◆ Problem statement: Your response should be the complete data, transcribed exactly.

◆ Data for analysis:
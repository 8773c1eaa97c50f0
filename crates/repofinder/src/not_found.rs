use colored::Colorize;

use crate::html::escape;
use crate::router::Route;
use crate::strings;

/// Static fallback shown for paths no route matches
pub struct NotFoundView<'a> {
    path: &'a str,
}

impl<'a> NotFoundView<'a> {
    pub fn new(path: &'a str) -> Self {
        Self { path }
    }

    /// Where the single navigation action leads
    pub fn home_target(&self) -> &'static str {
        Route::HOME
    }

    pub fn render_text(&self) -> String {
        format!(
            "{}\n{}\n{}\n  {}\n\n{} {}",
            strings::NOT_FOUND_CODE.red().bold(),
            strings::NOT_FOUND_TITLE.white().bold(),
            strings::NOT_FOUND_MESSAGE.dimmed(),
            self.path.dimmed(),
            format!("{}:", strings::BACK_HOME).cyan(),
            self.home_target()
        )
    }

    pub fn render_html(&self) -> String {
        format!(
            "<main class=\"not-found\">\n<h1>{code}</h1>\n<h2>{title}</h2>\n<p>{message}</p>\n\
             <a class=\"button\" href=\"{home}\">{back}</a>\n</main>",
            code = strings::NOT_FOUND_CODE,
            title = escape(strings::NOT_FOUND_TITLE),
            message = escape(strings::NOT_FOUND_MESSAGE),
            home = self.home_target(),
            back = escape(strings::BACK_HOME),
        )
    }
}
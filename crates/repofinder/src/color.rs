use crate::cli::ColorChoice;
use std::io::IsTerminal;

/// Initialize color mode based on CLI choice and environment
pub fn init(choice: ColorChoice) {
    let should_color = match choice {
        ColorChoice::Always => true,
        ColorChoice::Never => false,
        ColorChoice::Auto => {
            // Respect NO_COLOR standard (https://no-color.org/)
            if std::env::var("NO_COLOR").is_ok() {
                false
            } else {
                std::io::stdout().is_terminal()
            }
        }
    };

    colored::control::set_override(should_color);
}
//! Implementation of search-core traits for GitHubClient

use search_core::{RepositorySearch, RepositorySummary, Result, SearchError};

use crate::client::GitHubClient;
use crate::convert::github_repo_to_core;

impl RepositorySearch for GitHubClient {
    fn search_repositories(&self, query: &str) -> Result<Vec<RepositorySummary>> {
        let result = self
            .search_repositories(query)
            .map_err(SearchError::from)?;

        Ok(result.items.into_iter().map(github_repo_to_core).collect())
    }
}
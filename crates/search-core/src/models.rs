use serde::{Deserialize, Serialize};

/// One repository returned by a search.
///
/// Values are never mutated after decoding; a new search replaces the whole
/// result list.
#[derive(Debug, Clone, PartialEq, Eq, Serialize, Deserialize)]
pub struct RepositorySummary {
    /// Unique per repository, used as the render key
    pub id: u64,
    pub name: String,
    pub full_name: String,
    pub description: Option<String>,
    /// External page of the repository
    pub url: String,
    pub owner: Owner,
    pub star_count: u64,
    pub language: Option<String>,
}

impl RepositorySummary {
    /// Description, treating an empty string the same as a missing one
    pub fn description(&self) -> Option<&str> {
        non_empty(self.description.as_deref())
    }

    /// Language, treating an empty string the same as a missing one
    pub fn language(&self) -> Option<&str> {
        non_empty(self.language.as_deref())
    }
}

/// Account owning a repository
#[derive(Debug, Clone, PartialEq, Eq, Serialize, Deserialize)]
pub struct Owner {
    pub login: String,
    pub avatar_url: String,
}

/// Visual weight of a notification
#[derive(Debug, Clone, Copy, PartialEq, Eq, Serialize, Deserialize)]
#[serde(rename_all = "lowercase")]
pub enum NotificationKind {
    Info,
    Destructive,
}

/// A transient message shown to the user
#[derive(Debug, Clone, PartialEq, Eq, Serialize, Deserialize)]
pub struct Notification {
    pub kind: NotificationKind,
    pub title: String,
    pub description: String,
}

impl Notification {
    pub fn info(title: impl Into<String>, description: impl Into<String>) -> Self {
        Self {
            kind: NotificationKind::Info,
            title: title.into(),
            description: description.into(),
        }
    }

    pub fn destructive(title: impl Into<String>, description: impl Into<String>) -> Self {
        Self {
            kind: NotificationKind::Destructive,
            title: title.into(),
            description: description.into(),
        }
    }
}

fn non_empty(value: Option<&str>) -> Option<&str> {
    value.filter(|v| !v.trim().is_empty())
}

◆ Your solution:
repository 8773c1eaa97c50f0
filename crates/repofinder/src/not_found.rs
use colored::Colorize;

use crate::html::escape;
use crate::router::Route;
use crate::strings;

/// Static fallback shown for paths no route matches
pub struct NotFoundView<'a> {
    path: &'a str,
}

impl<'a> NotFoundView<'a> {
    pub fn new(path: &'a str) -> Self {
        Self { path }
    }

    /// Where the single navigation action leads
    pub fn home_target(&self) -> &'static str {
        Route::HOME
    }

    pub fn render_text(&self) -> String {
        format!(
            "{}\n{}\n{}\n  {}\n\n{} {}",
            strings::NOT_FOUND_CODE.red().bold(),
            strings::NOT_FOUND_TITLE.white().bold(),
            strings::NOT_FOUND_MESSAGE.dimmed(),
            self.path.dimmed(),
            format!("{}:", strings::BACK_HOME).cyan(),
            self.home_target()
        )
    }

    pub fn render_html(&self) -> String {
        format!(
            "<main class=\"not-found\">\n<h1>{code}</h1>\n<h2>{title}</h2>\n<p>{message}</p>\n\
             <a class=\"button\" href=\"{home}\">{back}</a>\n</main>",
            code = strings::NOT_FOUND_CODE,
            title = escape(strings::NOT_FOUND_TITLE),
            message = escape(strings::NOT_FOUND_MESSAGE),
            home = self.home_target(),
            back = escape(strings::BACK_HOME),
        )
    }
}
filename crates/repofinder/src/color.rs
use crate::cli::ColorChoice;
use std::io::IsTerminal;

/// Initialize color mode based on CLI choice and environment
pub fn init(choice: ColorChoice) {
    let should_color = match choice {
        ColorChoice::Always => true,
        ColorChoice::Never => false,
        ColorChoice::Auto => {
            // Respect NO_COLOR standard (https://no-color.org/)
            if std::env::var("NO_COLOR").is_ok() {
                false
            } else {
                std::io::stdout().is_terminal()
            }
        }
    };

    colored::control::set_override(should_color);
}
//! Implementation of search-core traits for GitHubClient

use search_core::{RepositorySearch, RepositorySummary, Result, SearchError};

use crate::client::GitHubClient;
use crate::convert::github_repo_to_core;

impl RepositorySearch for GitHubClient {
    fn search_repositories(&self, query: &str) -> Result<Vec<RepositorySummary>> {
        let result = self
            .search_repositories(query)
            .map_err(SearchError::from)?;

        Ok(result.items.into_iter().map(github_repo_to_core).collect())
    }
}
filename crates/search-core/src/models.rs
use serde::{Deserialize, Serialize};

/// One repository returned by a search.
///
/// Values are never mutated after decoding; a new search replaces the whole
/// result list.
#[derive(Debug, Clone, PartialEq, Eq, Serialize, Deserialize)]
pub struct RepositorySummary {
    /// Unique per repository, used as the render key
    pub id: u64,
    pub name: String,
    pub full_name: String,
    pub description: Option<String>,
    /// External page of the repository
    pub url: String,
    pub owner: Owner,
    pub star_count: u64,
    pub language: Option<String>,
}

impl RepositorySummary {
    /// Description, treating an empty string the same as a missing one
    pub fn description(&self) -> Option<&str> {
        non_empty(self.description.as_deref())
    }

    /// Language, treating an empty string the same as a missing one
    pub fn language(&self) -> Option<&str> {
        non_empty(self.language.as_deref())
    }
}

/// Account owning a repository
#[derive(Debug, Clone, PartialEq, Eq, Serialize, Deserialize)]
pub struct Owner {
    pub login: String,
    pub avatar_url: String,
}

/// Visual weight of a notification
#[derive(Debug, Clone, Copy, PartialEq, Eq, Serialize, Deserialize)]
#[serde(rename_all = "lowercase")]
pub enum NotificationKind {
    Info,
    Destructive,
}

/// A transient message shown to the user
#[derive(Debug, Clone, PartialEq, Eq, Serialize, Deserialize)]
pub struct Notification {
    pub kind: NotificationKind,
    pub title: String,
    pub description: String,
}

impl Notification {
    pub fn info(title: impl Into<String>, description: impl Into<String>) -> Self {
        Self {
            kind: NotificationKind::Info,
            title: title.into(),
            description: description.into(),
        }
    }

    pub fn destructive(title: impl Into<String>, description: impl Into<String>) -> Self {
        Self {
            kind: NotificationKind::Destructive,
            title: title.into(),
            description: description.into(),
        }
    }
}

fn non_empty(value: Option<&str>) -> Option<&str> {
    value.filter(|v| !v.trim().is_empty())
}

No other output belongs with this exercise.